React 18 + TypeScript. deck.gl `H3HexagonLayer` over MapLibre GL. TailwindCSS. No state management library — pure React hooks.
**Architecture:**
- `App.tsx` — Minimal router: loads features/POI categories, handles page navigation (home/dashboard/data-sources/faq)
- `MapPage.tsx` — Dashboard layout: composes map + left/right panes, uses custom hooks for all logic
- Custom hooks in `hooks/` encapsulate stateful logic:
- `useMapData` — Hexagon/postcode fetching, bounds, loading state, color range calculation
- `useFilters` — Filter state and handlers (add/remove/change/drag/pin)
- `useHexagonSelection` — Selection state, area stats, properties fetching
- `usePOIData` — POI fetching with debounce
- `usePaneResize` — Reusable pane resize handlers
- `useTheme` — Theme state with localStorage persistence
- `useUrlSync` — URL state synchronization
**Key patterns:**
- `App.tsx` manages all state, API fetching (150ms debounce), and URL state sync (300ms debounce)
- URL encodes view/filters/POI categories/active tab as query params for shareable links
- AbortControllers cancel in-flight requests on new queries
- Zoom → H3 resolution: `<7→7, <9.5→8, <11→9, <13→10, ≥13→11`
- Bounds quantized to 0.01° to match backend caching
- AbortControllers cancel in-flight requests on new queries (150ms debounce)
- Zoom → H3 resolution defined in `consts.ts` `ZOOM_TO_RESOLUTION_THRESHOLDS`: `<7.5→5, <9.5→6, <10.5→8, <12→9, ≥12→10`
- `POSTCODE_ZOOM_THRESHOLD = 15`: below 15 shows H3 hexagons, at/above 15 shows postcode polygons
- Viewport bounds computed via `getBoundsFromViewState()` in `map-utils.ts` — uses Web Mercator math with **TILE_SIZE=512** (MapLibre/deck.gl convention, NOT 256)
- Properties pane uses feature names from API response (human-readable), not hardcoded field names
- Proxy: dev server on :3030 proxies `/api` to :8001; also handles VS Code `/proxy/PORT` patterns
- Proxy: dev server on :3000 proxies `/api` to :8001; also handles VS Code `/proxy/PORT` patterns
**Shared UI Components (`frontend/src/components/ui/`):**
- `Icons.tsx` — Central icon library (CloseIcon, InfoIcon, EyeIcon, PlusIcon, ChevronIcon, FilterIcon, LightbulbIcon). All icons accept `className` prop for sizing.

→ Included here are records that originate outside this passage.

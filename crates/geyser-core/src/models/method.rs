//! Supported stream categories

use std::fmt;
use std::str::FromStr;

use serde::{Deserialize, Serialize};

use crate::error::CoreError;

/// A stream category a subscription can be registered under.
///
/// Every variant owns exactly one bucket in the merged
/// [`SubscribeRequest`](crate::SubscribeRequest).
#[derive(Debug, Clone, Copy, PartialEq, Eq, Hash, PartialOrd, Ord, Serialize, Deserialize)]
#[serde(rename_all = "camelCase")]
pub enum Method {
    /// Account writes
    Accounts,
    /// Slot progress
    Slots,
    /// Full transactions
    Transactions,
    /// Transaction status only
    TransactionsStatus,
    /// Full blocks
    Blocks,
    /// Block metadata
    BlocksMeta,
    /// Ledger entries
    Entry,
}

impl Method {
    /// All methods, in request field order
    pub const ALL: [Method; 7] = [
        Method::Accounts,
        Method::Slots,
        Method::Transactions,
        Method::TransactionsStatus,
        Method::Blocks,
        Method::BlocksMeta,
        Method::Entry,
    ];

    /// Wire name of the request bucket
    pub fn as_str(&self) -> &'static str {
        match self {
            Method::Accounts => "accounts",
            Method::Slots => "slots",
            Method::Transactions => "transactions",
            Method::TransactionsStatus => "transactionsStatus",
            Method::Blocks => "blocks",
            Method::BlocksMeta => "blocksMeta",
            Method::Entry => "entry",
        }
    }
}

impl fmt::Display for Method {
    fn fmt(&self, f: &mut fmt::Formatter<'_>) -> fmt::Result {
        f.write_str(self.as_str())
    }
}

impl FromStr for Method {
    type Err = CoreError;

    /// Accepts the wire name (`transactionsStatus`) or its snake_case form
    /// (`transactions_status`).
    fn from_str(s: &str) -> Result<Self, Self::Err> {
        match s {
            "accounts" => Ok(Method::Accounts),
            "slots" => Ok(Method::Slots),
            "transactions" => Ok(Method::Transactions),
            "transactionsStatus" | "transactions_status" => Ok(Method::TransactionsStatus),
            "blocks" => Ok(Method::Blocks),
            "blocksMeta" | "blocks_meta" => Ok(Method::BlocksMeta),
            "entry" => Ok(Method::Entry),
            other => Err(CoreError::InvalidMethod(other.to_string())),
        }
    }
}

- `IconButton.tsx` — Reusable icon button wrapper with consistent hover states. Accepts `active` prop for teal highlight.
- `SearchInput.tsx` — Styled search input with dark mode support. Used in Filters, POIPane, PropertiesPane.

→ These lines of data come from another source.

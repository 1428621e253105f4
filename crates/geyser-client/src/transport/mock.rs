//! In-memory transport for testing
//!
//! Every [`MockTransport::open`] creates a [`MockStream`] that records the
//! requests written to it and lets the test push inbound messages and
//! lifecycle signals. By default a stream answers every ping with a pong,
//! which is enough for the client to consider it live.

use std::collections::VecDeque;
use std::sync::atomic::{AtomicBool, Ordering};
use std::sync::Arc;
use std::time::Duration;

use async_trait::async_trait;
use geyser_core::{SubscribeRequest, SubscribeUpdate};
use parking_lot::Mutex;
use tokio::sync::{mpsc, watch};

use super::{OpenedStream, StreamHandle, StreamSignal, StreamTransport, TransportError};

/// Defaults applied to every stream opened by a [`MockTransport`]
#[derive(Debug, Clone)]
pub struct MockConfig {
    /// Answer pings with a pong carrying the same id
    pub auto_pong: bool,
    /// Answer `cancel()` with `Error(Cancelled)` and `Close`
    pub echo_cancel: bool,
    /// Simulated write latency
    pub write_latency: Duration,
    /// Fail every write that carries no ping
    pub subscription_write_failure: Option<TransportError>,
}

impl Default for MockConfig {
    fn default() -> Self {
        Self {
            auto_pong: true,
            echo_cancel: true,
            write_latency: Duration::ZERO,
            subscription_write_failure: None,
        }
    }
}

/// Mock stream factory
pub struct MockTransport {
    auto_pong: AtomicBool,
    echo_cancel: AtomicBool,
    write_latency: Duration,
    subscription_write_failure: Mutex<Option<TransportError>>,
    open_failures: Mutex<VecDeque<TransportError>>,
    streams: Mutex<Vec<Arc<MockStream>>>,
    opened: watch::Sender<usize>,
    attempts: watch::Sender<usize>,
}

impl MockTransport {
    pub fn new() -> Self {
        Self::with_config(MockConfig::default())
    }

    pub fn with_config(config: MockConfig) -> Self {
        Self {
            auto_pong: AtomicBool::new(config.auto_pong),
            echo_cancel: AtomicBool::new(config.echo_cancel),
            write_latency: config.write_latency,
            subscription_write_failure: Mutex::new(config.subscription_write_failure),
            open_failures: Mutex::new(VecDeque::new()),
            streams: Mutex::new(Vec::new()),
            opened: watch::channel(0).0,
            attempts: watch::channel(0).0,
        }
    }

    /// Make the next `open()` fail with `error`; calls queue up
    pub fn fail_next_open(&self, error: TransportError) {
        self.open_failures.lock().push_back(error);
    }

    /// Auto-pong default for streams opened from now on
    pub fn set_auto_pong(&self, enabled: bool) {
        self.auto_pong.store(enabled, Ordering::SeqCst);
    }

    /// Cancel-echo default for streams opened from now on
    pub fn set_echo_cancel(&self, enabled: bool) {
        self.echo_cancel.store(enabled, Ordering::SeqCst);
    }

    /// Subscription-write failure default for streams opened from now on
    pub fn set_subscription_write_failure(&self, error: Option<TransportError>) {
        *self.subscription_write_failure.lock() = error;
    }

    /// All streams opened so far, oldest first
    pub fn streams(&self) -> Vec<Arc<MockStream>> {
        self.streams.lock().clone()
    }

    pub fn stream(&self, index: usize) -> Option<Arc<MockStream>> {
        self.streams.lock().get(index).cloned()
    }

    pub fn last_stream(&self) -> Option<Arc<MockStream>> {
        self.streams.lock().last().cloned()
    }

    /// Number of successfully opened streams
    pub fn open_count(&self) -> usize {
        *self.opened.borrow()
    }

    /// Number of `open()` calls, failed ones included
    pub fn open_attempts(&self) -> usize {
        *self.attempts.borrow()
    }

    /// Wait until `count` streams have been opened and return the `count`-th
    ///
    /// A `count` of zero waits for the first stream.
    pub async fn wait_for_open(&self, count: usize) -> Arc<MockStream> {
        let count = count.max(1);
        let mut opened = self.opened.subscribe();
        // The sender lives in `self`, so the wait cannot observe a closed channel
        let _ = opened.wait_for(|n| *n >= count).await;
        self.streams.lock()[count - 1].clone()
    }

    /// Wait until `open()` has been called `count` times
    pub async fn wait_for_attempts(&self, count: usize) {
        let mut attempts = self.attempts.subscribe();
        let _ = attempts.wait_for(|n| *n >= count).await;
    }
}

impl Default for MockTransport {
    fn default() -> Self {
        Self::new()
    }
}

#[async_trait]
impl StreamTransport for MockTransport {
    async fn open(&self) -> Result<OpenedStream, TransportError> {
        self.attempts.send_modify(|n| *n += 1);

        if let Some(error) = self.open_failures.lock().pop_front() {
            return Err(error);
        }

        let (signal_tx, signals) = mpsc::unbounded_channel();
        let stream = {
            let mut streams = self.streams.lock();
            let stream = Arc::new(MockStream {
                index: streams.len(),
                signal_tx,
                writes: Mutex::new(Vec::new()),
                write_count: watch::channel(0).0,
                auto_pong: AtomicBool::new(self.auto_pong.load(Ordering::SeqCst)),
                echo_cancel: AtomicBool::new(self.echo_cancel.load(Ordering::SeqCst)),
                stall_writes: AtomicBool::new(false),
                write_failure: Mutex::new(None),
                subscription_write_failure: Mutex::new(
                    self.subscription_write_failure.lock().clone(),
                ),
                write_latency: self.write_latency,
                closed: AtomicBool::new(false),
                cancelled: AtomicBool::new(false),
                destroyed: AtomicBool::new(false),
            });
            streams.push(stream.clone());
            stream
        };
        self.opened.send_modify(|n| *n += 1);

        Ok(OpenedStream {
            handle: stream,
            signals,
        })
    }
}

/// One mock stream
pub struct MockStream {
    index: usize,
    signal_tx: mpsc::UnboundedSender<StreamSignal>,
    writes: Mutex<Vec<SubscribeRequest>>,
    write_count: watch::Sender<usize>,
    auto_pong: AtomicBool,
    echo_cancel: AtomicBool,
    stall_writes: AtomicBool,
    write_failure: Mutex<Option<TransportError>>,
    subscription_write_failure: Mutex<Option<TransportError>>,
    write_latency: Duration,
    closed: AtomicBool,
    cancelled: AtomicBool,
    destroyed: AtomicBool,
}

impl MockStream {
    /// Position in [`MockTransport::streams`]
    pub fn index(&self) -> usize {
        self.index
    }

    /// Deliver an inbound message
    pub fn push(&self, update: SubscribeUpdate) {
        self.signal(StreamSignal::Data(update));
    }

    /// Deliver a stream error
    pub fn push_error(&self, error: TransportError) {
        self.signal(StreamSignal::Error(error));
    }

    /// Peer ends the stream gracefully
    pub fn end(&self) {
        self.signal(StreamSignal::End);
    }

    /// Report `Close`; only the first call has an effect
    pub fn close(&self) {
        if !self.closed.swap(true, Ordering::SeqCst) {
            let _ = self.signal_tx.send(StreamSignal::Close);
        }
    }

    pub fn set_auto_pong(&self, enabled: bool) {
        self.auto_pong.store(enabled, Ordering::SeqCst);
    }

    pub fn set_echo_cancel(&self, enabled: bool) {
        self.echo_cancel.store(enabled, Ordering::SeqCst);
    }

    /// Writes never complete while set
    pub fn stall_writes(&self, stall: bool) {
        self.stall_writes.store(stall, Ordering::SeqCst);
    }

    /// Writes fail with `error` until cleared with `None`
    pub fn fail_writes(&self, error: Option<TransportError>) {
        *self.write_failure.lock() = error;
    }

    /// Writes without a ping fail with `error` until cleared with `None`
    pub fn fail_subscription_writes(&self, error: Option<TransportError>) {
        *self.subscription_write_failure.lock() = error;
    }

    /// Every accepted write, in order
    pub fn writes(&self) -> Vec<SubscribeRequest> {
        self.writes.lock().clone()
    }

    /// Accepted writes that carry no ping
    pub fn subscription_writes(&self) -> Vec<SubscribeRequest> {
        self.writes
            .lock()
            .iter()
            .filter(|request| !request.is_ping())
            .cloned()
            .collect()
    }

    /// Ids of the pings written so far
    pub fn ping_ids(&self) -> Vec<u32> {
        self.writes
            .lock()
            .iter()
            .filter_map(|request| request.ping.map(|ping| ping.id))
            .collect()
    }

    pub fn last_subscription_write(&self) -> Option<SubscribeRequest> {
        self.subscription_writes().pop()
    }

    /// Wait until `count` writes were accepted
    pub async fn wait_for_writes(&self, count: usize) {
        let mut writes = self.write_count.subscribe();
        let _ = writes.wait_for(|n| *n >= count).await;
    }

    pub fn is_cancelled(&self) -> bool {
        self.cancelled.load(Ordering::SeqCst)
    }

    pub fn is_destroyed(&self) -> bool {
        self.destroyed.load(Ordering::SeqCst)
    }

    pub fn is_closed(&self) -> bool {
        self.closed.load(Ordering::SeqCst)
    }

    fn signal(&self, signal: StreamSignal) {
        if !self.is_closed() {
            let _ = self.signal_tx.send(signal);
        }
    }
}

#[async_trait]
impl StreamHandle for MockStream {
    async fn write(&self, request: &SubscribeRequest) -> Result<(), TransportError> {
        if self.is_closed() {
            return Err(TransportError::ConnectionClosed);
        }
        if !self.write_latency.is_zero() {
            tokio::time::sleep(self.write_latency).await;
        }
        if self.stall_writes.load(Ordering::SeqCst) {
            std::future::pending::<()>().await;
        }
        if let Some(error) = self.write_failure.lock().clone() {
            return Err(error);
        }
        if !request.is_ping() {
            if let Some(error) = self.subscription_write_failure.lock().clone() {
                return Err(error);
            }
        }

        self.writes.lock().push(request.clone());
        self.write_count.send_modify(|n| *n += 1);

        if let Some(ping) = request.ping {
            if self.auto_pong.load(Ordering::SeqCst) {
                self.push(SubscribeUpdate::pong(ping.id));
            }
        }
        Ok(())
    }

    fn cancel(&self) {
        self.cancelled.store(true, Ordering::SeqCst);
        if self.echo_cancel.load(Ordering::SeqCst) {
            self.push_error(TransportError::Cancelled);
            self.close();
        }
    }

    fn destroy(&self) {
        self.destroyed.store(true, Ordering::SeqCst);
        self.close();
    }
}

- `PaneHeader.tsx` — Reusable pane header with title, optional subtitle, info button, and close button.
- `SelectionButtons.tsx` — "All" / "None" selection buttons for checkbox lists.
- `TabButton.tsx` — Tab button with active state styling. Used in right pane tabs.
- `EmptyState.tsx` — Empty state display with icon, title, description. Also exports `PaneEmptyState` for centered pane messages.
- `CheckboxList.tsx` — Checkbox list with toggle logic. Variants for array and Set-based selection.
**Shared Components (`frontend/src/components/`):**
- `FeatureInfoPopup.tsx` — Popup showing feature name, description, detail, and "View data source" link.
- `FeatureIcons.tsx``FeatureActions` component combining eye/info/add/remove icons for feature rows.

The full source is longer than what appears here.